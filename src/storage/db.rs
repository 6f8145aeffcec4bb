use serde::{Deserialize, Serialize};
use crate::core::error::{Error, Result};

/// Named sub-stores ("sub-databases") of the storage engine.
#[derive(Debug, Clone, Copy, PartialEq, Eq, Hash, PartialOrd, Ord, Serialize, Deserialize)]
#[repr(u8)]
pub enum Db {
    Note = 0,       // note key -> encoded note
    Meta,           // store-wide counters and format info
    NoteId,         // note id -> note key
    NoteKind,       // (kind, created_at, note key)
    NoteTags,       // (tag name, tag value, created_at, note key)
    NotePubkey,     // (author, created_at, note key)
    NoteCreatedAt,  // (created_at, note key)
    NoteText,       // (token, created_at, note key) -> posting
}

pub const DB_COUNT: usize = 8;

impl Db {
    pub const ALL: [Db; DB_COUNT] = [
        Db::Note,
        Db::Meta,
        Db::NoteId,
        Db::NoteKind,
        Db::NoteTags,
        Db::NotePubkey,
        Db::NoteCreatedAt,
        Db::NoteText,
    ];

    pub fn index(self) -> usize {
        self as usize
    }

    pub fn from_index(index: u8) -> Result<Db> {
        Db::ALL
            .get(index as usize)
            .copied()
            .ok_or_else(|| Error::corrupt(format!("unknown sub-store id {}", index)))
    }

    pub fn name(self) -> &'static str {
        match self {
            Db::Note => "note",
            Db::Meta => "meta",
            Db::NoteId => "note_id",
            Db::NoteKind => "note_kind",
            Db::NoteTags => "note_tags",
            Db::NotePubkey => "note_pubkey",
            Db::NoteCreatedAt => "note_created_at",
            Db::NoteText => "note_text",
        }
    }
}

/// Location of a value inside the mapped data file.
#[derive(Debug, Clone, Copy, PartialEq, Eq)]
pub struct ValueRef {
    pub offset: u64,
    pub len: u32,
}

impl ValueRef {
    pub fn end(&self) -> u64 {
        self.offset + self.len as u64
    }
}

#[cfg(test)]
mod tests {
    use super::*;

    #[test]
    fn index_roundtrip() {
        for db in Db::ALL {
            assert_eq!(Db::from_index(db.index() as u8).unwrap(), db);
        }
        assert!(Db::from_index(DB_COUNT as u8).is_err());
    }
}
pub mod controller;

**TASK OBJECTIVE:**
Transcribe the listing above verbatim.

**SOLVED EXERCISE:**
filename src/storage/db.rs
repository 6f8145aeffcec4bb
use serde::{Deserialize, Serialize};
use crate::core::error::{Error, Result};

/// Named sub-stores ("sub-databases") of the storage engine.
#[derive(Debug, Clone, Copy, PartialEq, Eq, Hash, PartialOrd, Ord, Serialize, Deserialize)]
#[repr(u8)]
pub enum Db {
    Note = 0,       // note key -> encoded note
    Meta,           // store-wide counters and format info
    NoteId,         // note id -> note key
    NoteKind,       // (kind, created_at, note key)
    NoteTags,       // (tag name, tag value, created_at, note key)
    NotePubkey,     // (author, created_at, note key)
    NoteCreatedAt,  // (created_at, note key)
    NoteText,       // (token, created_at, note key) -> posting
}

pub const DB_COUNT: usize = 8;

impl Db {
    pub const ALL: [Db; DB_COUNT] = [
        Db::Note,
        Db::Meta,
        Db::NoteId,
        Db::NoteKind,
        Db::NoteTags,
        Db::NotePubkey,
        Db::NoteCreatedAt,
        Db::NoteText,
    ];

    pub fn index(self) -> usize {
        self as usize
    }

    pub fn from_index(index: u8) -> Result<Db> {
        Db::ALL
            .get(index as usize)
            .copied()
            .ok_or_else(|| Error::corrupt(format!("unknown sub-store id {}", index)))
    }

    pub fn name(self) -> &'static str {
        match self {
            Db::Note => "note",
            Db::Meta => "meta",
            Db::NoteId => "note_id",
            Db::NoteKind => "note_kind",
            Db::NoteTags => "note_tags",
            Db::NotePubkey => "note_pubkey",
            Db::NoteCreatedAt => "note_created_at",
            Db::NoteText => "note_text",
        }
    }
}

/// Location of a value inside the mapped data file.
#[derive(Debug, Clone, Copy, PartialEq, Eq)]
pub struct ValueRef {
    pub offset: u64,
    pub len: u32,
}

impl ValueRef {
    pub fn end(&self) -> u64 {
        self.offset + self.len as u64
    }
}

#[cfg(test)]
mod tests {
    use super::*;

    #[test]
    fn index_roundtrip() {
        for db in Db::ALL {
            assert_eq!(Db::from_index(db.index() as u8).unwrap(), db);
        }
        assert!(Db::from_index(DB_COUNT as u8).is_err());
    }
}
pub mod controller;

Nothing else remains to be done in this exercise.